Quando si affronta il tema della salute pubblica c’è poco da scherzare. Come spesso accade la verità sta in mezzo. Ma gli errori hanno un nome e cognome sempre!

“Confesso che sono sorpreso da questa esplosione di casi. Vedrete che ce la faremo, riusciremo a contenere il contagio e ne usciremo insieme vittoriosi”. Chi ha pronunciato questa frase? Il barista sotto casa. O L’amico preoccupato al telefono. O Antonio Conte, allenatore dell’Inter? Quasi… Le parole sono del Presidente del Consiglio Giuseppe Conte che esprime un giudizio da uomo qualunque, dimenticandosi del suo fondamentale ruolo istituzionale nella gestione dell’emergenza Coronavirus. Se poi aggiungiamo la gag del Presidente della Regione Lombardia che si presenta in video con la mascherina da inquinamento atomico e le scenette di tutti gli altri, da destra a sinistra, che un giorno allarmano ed il giorno dopo minimizzano, allora il quadro è chiarissimo. E’ la sintesi del perché in Italia la situazione è esplosa più che in altri Paesi.

E’ vero, noi facciamo forse più controlli rispetto ad altri, e a quanto pare spesso li sbagliamo, ma è anche vero che una maggiore precauzione iniziale avrebbe limitato il problema e forse anche le chiacchiere inutili. Si è deciso di lasciar perdere le raccomandazioni di alcune Regioni per ragioni di tipo ideologico per dirottarsi su forme di quarantena volontaria. Noi che siamo il Paese con il maggior numero di vaccini obbligatori, adesso gonfiamo il petto quasi orgogliosi dei nostri casi di Coronavirus.

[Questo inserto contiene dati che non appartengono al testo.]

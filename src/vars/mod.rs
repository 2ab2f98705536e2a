//! Ordered task variables
//!
//! Variables keep the order in which they were first declared. Layering a
//! task's variables over the global ones never moves an existing name, it
//! only replaces its value; new names are appended.
//!
//! A [`Vars`] is built during config loading and layering, then handed to
//! the renderer read-only. Nothing here locks: clone it before sharing it
//! with code that may still mutate it.

pub mod decode;
pub mod ordered;

// Re-export main types
pub use decode::*;
pub use ordered::*;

A lasciare intendere che siccome la sanità italiana funziona allora abbiamo riscontrato molti casi.

Sembra singolare come il nostro Paese in una situazione economica e sociale difficile, con dati preoccupanti su tutti i fronti, compresi quelli della salute pubblica a causa dell’inquinamento delle nostre città, ora sia diventato il più bravo ad individuare le emergenze. E subito arrivano quelli che dicono che trattasi solo di una banale influenza… Provate a dirlo ai parenti delle vittime che in questi giorni sono stati trattate come dei semplici numeri, più adatti alla casistica che all’umanità.  “Tanto erano anziani con altri problemi di salute…”.

Quando si affronta il tema della salute pubblica c’è poco da scherzare. Come spesso accade la verità sta in mezzo. Tra chi tende a minimizzare e chi invece si lascia prendere dal panico. Tutto doveva diventare tranne che oggetto di scontro politico o addirittura tra competenze nazionali e regionali. Ora il tema è tutt’altro che risolto, siamo diventati gli appestati del mondo con conseguenze economiche e sociali imprevedibili. Un altro colpo all’immagine della nostra Italia.

Da questa esperienza che speriamo a breve diventerà solo un evento passato, non dobbiamo dimenticare mai che: Gli esperti scientifici hanno affermato spesso cose completamente diverse a dimostrare che la verità non è unica. Abbiamo colto l’occasione per imparare a conoscere meglio chi ci sta attorno e le loro reazioni di fronte alla paura, scoprendo che spesso il virus sono loro. Qualcuno ha imparato a utilizzare un elemento completamente nuovo da sempre sconosciuto: il sapone. Infine, c’è un virus che è veramente difficile da debellare, si chiama ignoranza. Da questa è impossibile salvarsi.